A variable in a C/C++ program can be conveniently viewed as an appropriate "data container" of a definite size. In this (and the previous) chapter we have discussed this container as a segment of memory. The address of the segment (i.e., the address of its first byte) is referred to as the address of the variable and the length of the segment as the size of the variable. The symbolic references to the variable in the source program are replaced by the compiler with the address references to that segment. The data type of the "container" determines which binary code is used to store the value or to interpret the value stored there.
Pointers are special values and variables with two attributes - the first is an address, the other is a data type. Thus a pointer determines which location in the memory we are referencing as well as how to interpret the binary code at that location. In essence, looking through the pointer's eyes, we can see where it points to a "virtual object" of the appropriate data type. Thus, pointers allow us to interpret the contents of a memory segment in various ways and to reference such virtual objects without using their names or even giving them names . This gives C/C++ programs a lot of flexibility and problem-solving power, but on the other hand it can be dangerous (since dangling or incorrectly set pointers cause memory access faults) and in general prevents C/C++ programs from being portable or interpretable in a Java-like platform-free manner.

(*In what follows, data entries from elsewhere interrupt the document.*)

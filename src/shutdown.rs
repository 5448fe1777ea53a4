use tracing::{error, info};

#[cfg(unix)]
use tokio::signal::unix::{signal, SignalKind};
#[cfg(windows)]
use tokio::signal::windows::{ctrl_break, ctrl_c};

/// Wait for a termination signal.
///
/// If the handlers cannot be installed this never resolves, so the caller
/// keeps running until its own work finishes.
#[cfg(unix)]
pub async fn wait_for_signal() {
    let (mut sigterm, mut sigint) =
        match (signal(SignalKind::terminate()), signal(SignalKind::interrupt())) {
            (Ok(sigterm), Ok(sigint)) => (sigterm, sigint),
            (Err(e), _) | (_, Err(e)) => {
                error!("Failed to install signal handlers: {}", e);
                std::future::pending::<()>().await;
                return;
            }
        };

    tokio::select! {
        _ = sigterm.recv() => {
            info!("Received SIGTERM signal, initiating graceful shutdown");
        }
        _ = sigint.recv() => {
            info!("Received SIGINT signal, initiating graceful shutdown");
        }
    }
}

/// Wait for a termination signal.
#[cfg(windows)]
pub async fn wait_for_signal() {
    let (mut ctrlc, mut ctrlbreak) = match (ctrl_c(), ctrl_break()) {
        (Ok(ctrlc), Ok(ctrlbreak)) => (ctrlc, ctrlbreak),
        (Err(e), _) | (_, Err(e)) => {
            error!("Failed to install signal handlers: {}", e);
            std::future::pending::<()>().await;
            return;
        }
    };

    tokio::select! {
        _ = ctrlc.recv() => {
            info!("Received Ctrl+C signal, initiating graceful shutdown");
        }
        _ = ctrlbreak.recv() => {
            info!("Received Ctrl+Break signal, initiating graceful shutdown");
        }
    }
}
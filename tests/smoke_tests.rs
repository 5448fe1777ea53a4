use async_trait::async_trait;
use organiser::components::event_store::EventStoreComponent;
use organiser::components::notifications::{Notifications, Notifier};
use organiser::components::{Component, ComponentManager};
use organiser::config::Config;
use organiser::error::{component_error, OrganiserResult};
use std::any::Any;
use std::sync::{Arc, Mutex};
use std::time::Duration;
use tokio::sync::RwLock;

fn test_config() -> Config {
    Config {
        base_url: "http://127.0.0.1:8000".to_string(),
        api_prefix: "/organiser/api/events/".to_string(),
        csrf_token: "token".to_string(),
        request_timeout_secs: 10,
        notification_ttl_ms: 3000,
    }
}

/// Smoke test to verify that a config can be built and validated
#[tokio::test]
async fn test_config_builds_events_url() {
    let config = test_config();

    assert!(config.validate().is_ok());
    assert_eq!(
        config.events_url().unwrap().as_str(),
        "http://127.0.0.1:8000/organiser/api/events/"
    );
    assert_eq!(config.request_timeout(), Duration::from_secs(10));
}

/// Component that records when it is initialised and shut down
struct Recorder {
    name: &'static str,
    log: Arc<Mutex<Vec<String>>>,
    fail_init: bool,
}

#[async_trait]
impl Component for Recorder {
    fn name(&self) -> &'static str {
        self.name
    }

    async fn init(&self, _config: Arc<RwLock<Config>>) -> OrganiserResult<()> {
        self.log.lock().unwrap().push(format!("init {}", self.name));
        if self.fail_init {
            return Err(component_error("init failed"));
        }
        Ok(())
    }

    async fn shutdown(&self) -> OrganiserResult<()> {
        self.log.lock().unwrap().push(format!("shutdown {}", self.name));
        Ok(())
    }

    fn as_any(&self) -> &dyn Any {
        self
    }
}

/// Components come up in registration order and go down in reverse
#[tokio::test]
async fn test_component_lifecycle_order() {
    let log = Arc::new(Mutex::new(Vec::new()));
    let mut manager = ComponentManager::new(Arc::new(RwLock::new(test_config())));
    for (name, fail_init) in [("first", true), ("second", false)] {
        manager.register(Recorder {
            name,
            log: Arc::clone(&log),
            fail_init,
        });
    }

    // A failing component does not stop the others
    assert!(manager.init_all().await.is_ok());
    assert!(manager.shutdown_all().await.is_ok());

    assert_eq!(
        *log.lock().unwrap(),
        vec!["init first", "init second", "shutdown second", "shutdown first"]
    );
    assert!(manager.get::<Recorder>("second").is_some());
    assert!(manager.get::<Notifications>("second").is_none());
    assert!(manager.get_component_by_name("third").is_none());
}

/// The notifications component shows the newest notification as the toast
#[tokio::test]
async fn test_notifications_component_feeds_toast() {
    let notifier = Notifier::new(Duration::from_secs(60));
    let notifications = Notifications::new(notifier.clone());
    let config = Arc::new(RwLock::new(test_config()));

    notifications.init(config).await.unwrap();
    notifier.success("Event added successfully!");
    notifier.error("Failed to delete event");

    let toast = tokio::time::timeout(Duration::from_secs(5), async {
        loop {
            if let Some(toast) = notifications.current_toast().await {
                if toast.is_error() {
                    return toast;
                }
            }
            tokio::time::sleep(Duration::from_millis(1)).await;
        }
    })
    .await
    .unwrap();

    assert_eq!(toast.message, "Failed to delete event");
    notifications.shutdown().await.unwrap();
}

/// Shutting down an event store that never started is an error
#[tokio::test]
async fn test_event_store_shutdown_before_init() {
    let component = EventStoreComponent::new(Notifier::new(Duration::from_secs(3)));

    assert!(component.get_handle().await.is_none());
    assert!(component.shutdown().await.is_err());
}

Explicit dynamic memory allocation and deallocation goes hand in hand with pointers, putting the onus for memory handling on the programmer. This has both positive and negative consequences: memory handling can thus be made predictable and highly efficient, but it can also end up being unpredictable, inefficient, or (even worse ) outright incorrect. The infamous "memory leaks" are result of such improper handling of memory allocation and deallocation: not all the allocated (but no longer needed) memory is deallocated and hence, as the program executes, the unused yet allocated memory keeps accumulating to the point of becoming detrimental to the running program, other running programs, or even the operating system. Thus, in a general setting, C/C++ cannot have a garbage collector - unless you are willing to refrain from a free-format explicit memory allocation in favor of a restricted allocation handled through mechanisms with which your custom-made garbage collector can work.